Por fim, os responsáveis políticos devem ultrapassar a presunção neoliberal de que aqueles que trabalham arduamente e seguem as regras são os que crescerão. Afinal, o ponto oposto a essa perspectiva, que se baseia na crença fundamental no efeito equalizador do mercado, é o que Michael Sandel chama da nossa "arrogância meritocrática": a ideia equivocada de que o sucesso (e o fracasso) depende só de nós.
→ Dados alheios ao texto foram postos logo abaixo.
//! Body-scoped queries for statements that escape a loop iteration.
//!
//! A query walks the body of one annotated loop and returns every statement
//! of the requested kind that would transfer control out of the current
//! iteration:
//!
//! - `return` and `goto` always escape.
//! - `break` escapes unless an inner loop or `switch` encloses it.
//! - `continue` escapes unless an inner loop encloses it.
//!
//! Lambdas, local functions and local classes are opaque. Inner annotated
//! loops are skipped; they are matched and classified on their own.

use std::fmt;

use parfor_core::DiagnosticCode;
use tree_sitter::Node;

use crate::annotation::{attributed_inner, find_parallel_attribute};
use crate::views::StatementView;

/// The statements that escape a parallel loop body.
#[derive(Debug, Clone, Copy, PartialEq, Eq, Hash)]
pub enum EscapeKind {
    /// `break`
    Break,
    /// `continue`
    Continue,
    /// `return`
    Return,
    /// `goto`
    Goto,
}

impl EscapeKind {
    /// Every escape kind, in the order queries run.
    pub const ALL: [Self; 4] = [Self::Break, Self::Continue, Self::Return, Self::Goto];

    /// Returns the keyword that introduces the statement.
    #[must_use]
    pub const fn keyword(self) -> &'static str {
        match self {
            Self::Break => "break",
            Self::Continue => "continue",
            Self::Return => "return",
            Self::Goto => "goto",
        }
    }

    /// Returns the diagnostic code reported for an occurrence.
    #[must_use]
    pub const fn code(self) -> DiagnosticCode {
        match self {
            Self::Break => DiagnosticCode::UnexpectedBreak,
            Self::Continue => DiagnosticCode::UnexpectedContinue,
            Self::Return => DiagnosticCode::UnexpectedReturn,
            Self::Goto => DiagnosticCode::UnexpectedGoto,
        }
    }

    const fn node_kind(self) -> &'static str {
        match self {
            Self::Break => "break_statement",
            Self::Continue => "continue_statement",
            Self::Return => "return_statement",
            Self::Goto => "goto_statement",
        }
    }
}

impl fmt::Display for EscapeKind {
    fn fmt(&self, f: &mut fmt::Formatter<'_>) -> fmt::Result {
        f.write_str(self.keyword())
    }
}

/// Which enclosing constructs sit between a node and the parallel loop.
#[derive(Debug, Clone, Copy, Default)]
struct Scope {
    in_loop: bool,
    in_switch: bool,
}

impl Scope {
    const fn escapes(self, kind: EscapeKind) -> bool {
        match kind {
            EscapeKind::Break => !self.in_loop && !self.in_switch,
            EscapeKind::Continue => !self.in_loop,
            EscapeKind::Return | EscapeKind::Goto => true,
        }
    }

    fn enter(self, node: Node<'_>) -> Self {
        match node.kind() {
            "for_statement" | "for_range_loop" | "while_statement" | "do_statement" => Self {
                in_loop: true,
                ..self
            },
            "switch_statement" => Self {
                in_switch: true,
                ..self
            },
            _ => self,
        }
    }
}

fn is_opaque(node: Node<'_>, source: &str) -> bool {
    match node.kind() {
        "lambda_expression" | "function_definition" | "class_specifier" | "struct_specifier"
        | "union_specifier" => true,
        "attributed_statement" => {
            find_parallel_attribute(node, source).is_some()
                && attributed_inner(node).is_some_and(|inner| inner.kind() == "for_range_loop")
        }
        _ => false,
    }
}

/// Returns every `kind` statement in `body` that escapes the iteration, in
/// source order.
#[must_use]
pub fn find_escapes(body: StatementView<'_>, kind: EscapeKind) -> Vec<StatementView<'_>> {
    let source = body.source();
    let mut found = Vec::new();
    let mut stack = vec![(body.node(), Scope::default())];

    while let Some((node, scope)) = stack.pop() {
        if node.kind() == kind.node_kind() && scope.escapes(kind) {
            found.push(StatementView::new(node, source));
        }
        if is_opaque(node, source) {
            continue;
        }

        let inner = scope.enter(node);
        let mut cursor = node.walk();
        let children: Vec<Node<'_>> = node.named_children(&mut cursor).collect();
        stack.extend(children.into_iter().rev().map(|child| (child, inner)));
    }

    found
}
Isto implica que os investimentos em educação e formação não serão suficientes para reduzir a desigualdade. Também são necessárias políticas que abordem de frente os desvios estruturais - de salários mínimos a, potencialmente, regimes universais de rendimento básico.
A economia neoliberal atingiu um ponto de ruptura, fazendo com que a tradicional divisão política esquerda-direita seja substituída por uma divisão diferente: entre aqueles que procuram formas de crescimento menos inclinadas para a extrema concentração e aqueles que querem acabar com a concentração fechando mercados e sociedades abertas. Ambos os lados desafiam as antigas ortodoxias; mas enquanto um procura remover o "neo" do neoliberalismo, o outro procura desmantelar completamente o liberalismo.
A era neoliberal teve o seu tempo. É hora de definir o que vem depois.
Sebastian Buckup é director de programação do Fórum Económico Mundial.